Start of Block

//! Export style detection for the component under test.

use regex::Regex;
use tracing::debug;

use crate::model::{Classified, ComponentIdentity, ExportStyle};
use crate::patterns::{
    with_name, DEFAULT_EXPORT_PATTERN, EXPORT_BLOCK_PATTERN, NAMED_EXPORT_PATTERN,
};

/// Decide whether `identity` is the default export or a named export of `text`.
///
/// The default pattern wins when both match. When neither matches the result is
/// `Fallback(Default)`: the component may not be exported under that name at all.
pub fn classify(text: &str, identity: &ComponentIdentity) -> Classified<ExportStyle> {
    let name = identity.as_str();

    let style = if is_default_export(text, name) {
        Classified::Matched(ExportStyle::Default)
    } else if is_named_export(text, name) {
        Classified::Matched(ExportStyle::Named)
    } else {
        Classified::Fallback(ExportStyle::Default)
    };

    debug!(component = name, ?style, "classified export style");
    style
}

/// Export style used when the source text could not be read.
pub fn unreadable() -> Classified<ExportStyle> {
    Classified::Fallback(ExportStyle::Default)
}

fn is_default_export(text: &str, name: &str) -> bool {
    if matches_template(DEFAULT_EXPORT_PATTERN, text, name) {
        return true;
    }
    export_block_specifiers(text).any(|spec| match spec.split_once(" as ") {
        Some((local, exported)) => local.trim() == name && exported.trim() == "default",
        None => false,
    })
}

fn is_named_export(text: &str, name: &str) -> bool {
    if matches_template(NAMED_EXPORT_PATTERN, text, name) {
        return true;
    }
    export_block_specifiers(text).any(|spec| spec == name)
}

fn matches_template(template: &str, text: &str, name: &str) -> bool {
    match Regex::new(&with_name(template, name)) {
        Ok(re) => re.is_match(text),
        Err(_) => false,
    }
}

/// Every specifier of every `export { ... }` block, trimmed and whitespace-collapsed.
fn export_block_specifiers(text: &str) -> impl Iterator<Item = String> + '_ {
    let blocks: Vec<String> = match Regex::new(EXPORT_BLOCK_PATTERN) {
        Ok(re) => re
            .captures_iter(text)
            .filter_map(|cap| cap.get(1).map(|m| m.as_str().to_string()))
            .collect(),
        Err(_) => Vec::new(),
    };

    blocks.into_iter().flat_map(|block| {
        block
            .split(',')
            .map(|spec| spec.split_whitespace().collect::<Vec<_>>().join(" "))
            .filter(|spec| !spec.is_empty())
            .collect::<Vec<_>>()
    })
}
use async_trait::async_trait;
use std::path::Path;
use tokio::fs;

use super::FileSystem;

/// File system access backed by the local disk.
#[derive(Debug, Clone, Copy, Default)]
pub struct LocalFileSystem;

#[async_trait]
impl FileSystem for LocalFileSystem {
    async fn read_to_string(&self, path: &Path) -> std::io::Result<String> {
        fs::read_to_string(path).await
    }

    async fn exists(&self, path: &Path) -> bool {
        fs::try_exists(path).await.unwrap_or(false)
    }

    async fn write(&self, path: &Path, content: &str) -> std::io::Result<()> {
        if let Some(parent) = path.parent() {
            if !parent.as_os_str().is_empty() {
                fs::create_dir_all(parent).await?;
            }
        }
        fs::write(path, content).await
    }
}
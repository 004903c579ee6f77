//! Errors surfaced by the generation pipeline.

use std::path::PathBuf;
use thiserror::Error;

/// Errors that abort test generation.
///
/// Unreadable sources are not errors: analysis falls back to defaults instead.
#[derive(Debug, Error)]
pub enum GenerateError {
    /// No file location was supplied.
    #[error("No file selected")]
    NoInput,

    /// The file does not lie under the workspace root.
    #[error("File is not in a workspace: {} is outside {}", path.display(), root.display())]
    OutsideWorkspace { path: PathBuf, root: PathBuf },

    /// No ancestor directory carries a workspace root marker.
    #[error("File is not in a workspace: no root marker found above {}", .0.display())]
    NoWorkspace(PathBuf),

    /// The location names a directory or has no file name.
    #[error("Not a source file: {}", .0.display())]
    NotAFile(PathBuf),

    /// Another invocation is already generating this destination.
    #[error("Test file is already being generated: {}", .0.display())]
    InFlight(PathBuf),

    /// The destination directory or file could not be written.
    #[error("Failed to write {}: {source}", path.display())]
    Write {
        path: PathBuf,
        #[source]
        source: std::io::Error,
    },

    /// Walking a directory for sources failed.
    #[error("Failed to walk {}: {message}", path.display())]
    Walk { path: PathBuf, message: String },
}

impl GenerateError {
    pub fn write(path: impl Into<PathBuf>, source: std::io::Error) -> Self {
        GenerateError::Write {
            path: path.into(),
            source,
        }
    }

    /// Whether the error stems from bad input rather than a failed write.
    pub fn is_input_error(&self) -> bool {
        matches!(
            self,
            GenerateError::NoInput
                | GenerateError::OutsideWorkspace { .. }
                | GenerateError::NoWorkspace(_)
                | GenerateError::NotAFile(_)
        )
    }
}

End of Block

Directions: Repeat each of the entries exactly as written.

Response box:
//! Export style detection for the component under test.

use regex::Regex;
use tracing::debug;

use crate::model::{Classified, ComponentIdentity, ExportStyle};
use crate::patterns::{
    with_name, DEFAULT_EXPORT_PATTERN, EXPORT_BLOCK_PATTERN, NAMED_EXPORT_PATTERN,
};

/// Decide whether `identity` is the default export or a named export of `text`.
///
/// The default pattern wins when both match. When neither matches the result is
/// `Fallback(Default)`: the component may not be exported under that name at all.
pub fn classify(text: &str, identity: &ComponentIdentity) -> Classified<ExportStyle> {
    let name = identity.as_str();

    let style = if is_default_export(text, name) {
        Classified::Matched(ExportStyle::Default)
    } else if is_named_export(text, name) {
        Classified::Matched(ExportStyle::Named)
    } else {
        Classified::Fallback(ExportStyle::Default)
    };

    debug!(component = name, ?style, "classified export style");
    style
}

/// Export style used when the source text could not be read.
pub fn unreadable() -> Classified<ExportStyle> {
    Classified::Fallback(ExportStyle::Default)
}

fn is_default_export(text: &str, name: &str) -> bool {
    if matches_template(DEFAULT_EXPORT_PATTERN, text, name) {
        return true;
    }
    export_block_specifiers(text).any(|spec| match spec.split_once(" as ") {
        Some((local, exported)) => local.trim() == name && exported.trim() == "default",
        None => false,
    })
}

fn is_named_export(text: &str, name: &str) -> bool {
    if matches_template(NAMED_EXPORT_PATTERN, text, name) {
        return true;
    }
    export_block_specifiers(text).any(|spec| spec == name)
}

fn matches_template(template: &str, text: &str, name: &str) -> bool {
    match Regex::new(&with_name(template, name)) {
        Ok(re) => re.is_match(text),
        Err(_) => false,
    }
}

/// Every specifier of every `export { ... }` block, trimmed and whitespace-collapsed.
fn export_block_specifiers(text: &str) -> impl Iterator<Item = String> + '_ {
    let blocks: Vec<String> = match Regex::new(EXPORT_BLOCK_PATTERN) {
        Ok(re) => re
            .captures_iter(text)
            .filter_map(|cap| cap.get(1).map(|m| m.as_str().to_string()))
            .collect(),
        Err(_) => Vec::new(),
    };

    blocks.into_iter().flat_map(|block| {
        block
            .split(',')
            .map(|spec| spec.split_whitespace().collect::<Vec<_>>().join(" "))
            .filter(|spec| !spec.is_empty())
            .collect::<Vec<_>>()
    })
}
use async_trait::async_trait;
use std::path::Path;
use tokio::fs;

use super::FileSystem;

/// File system access backed by the local disk.
#[derive(Debug, Clone, Copy, Default)]
pub struct LocalFileSystem;

#[async_trait]
impl FileSystem for LocalFileSystem {
    async fn read_to_string(&self, path: &Path) -> std::io::Result<String> {
        fs::read_to_string(path).await
    }

    async fn exists(&self, path: &Path) -> bool {
        fs::try_exists(path).await.unwrap_or(false)
    }

    async fn write(&self, path: &Path, content: &str) -> std::io::Result<()> {
        if let Some(parent) = path.parent() {
            if !parent.as_os_str().is_empty() {
                fs::create_dir_all(parent).await?;
            }
        }
        fs::write(path, content).await
    }
}
repository 004903c579ee6f77
//! Errors surfaced by the generation pipeline.

use std::path::PathBuf;
use thiserror::Error;

/// Errors that abort test generation.
///
/// Unreadable sources are not errors: analysis falls back to defaults instead.
#[derive(Debug, Error)]
pub enum GenerateError {
    /// No file location was supplied.
    #[error("No file selected")]
    NoInput,

    /// The file does not lie under the workspace root.
    #[error("File is not in a workspace: {} is outside {}", path.display(), root.display())]
    OutsideWorkspace { path: PathBuf, root: PathBuf },

    /// No ancestor directory carries a workspace root marker.
    #[error("File is not in a workspace: no root marker found above {}", .0.display())]
    NoWorkspace(PathBuf),

    /// The location names a directory or has no file name.
    #[error("Not a source file: {}", .0.display())]
    NotAFile(PathBuf),

    /// Another invocation is already generating this destination.
    #[error("Test file is already being generated: {}", .0.display())]
    InFlight(PathBuf),

    /// The destination directory or file could not be written.
    #[error("Failed to write {}: {source}", path.display())]
    Write {
        path: PathBuf,
        #[source]
        source: std::io::Error,
    },

    /// Walking a directory for sources failed.
    #[error("Failed to walk {}: {message}", path.display())]
    Walk { path: PathBuf, message: String },
}

impl GenerateError {
    pub fn write(path: impl Into<PathBuf>, source: std::io::Error) -> Self {
        GenerateError::Write {
            path: path.into(),
            source,
        }
    }

    /// Whether the error stems from bad input rather than a failed write.
    pub fn is_input_error(&self) -> bool {
        matches!(
            self,
            GenerateError::NoInput
                | GenerateError::OutsideWorkspace { .. }
                | GenerateError::NoWorkspace(_)
                | GenerateError::NotAFile(_)
        )
    }
}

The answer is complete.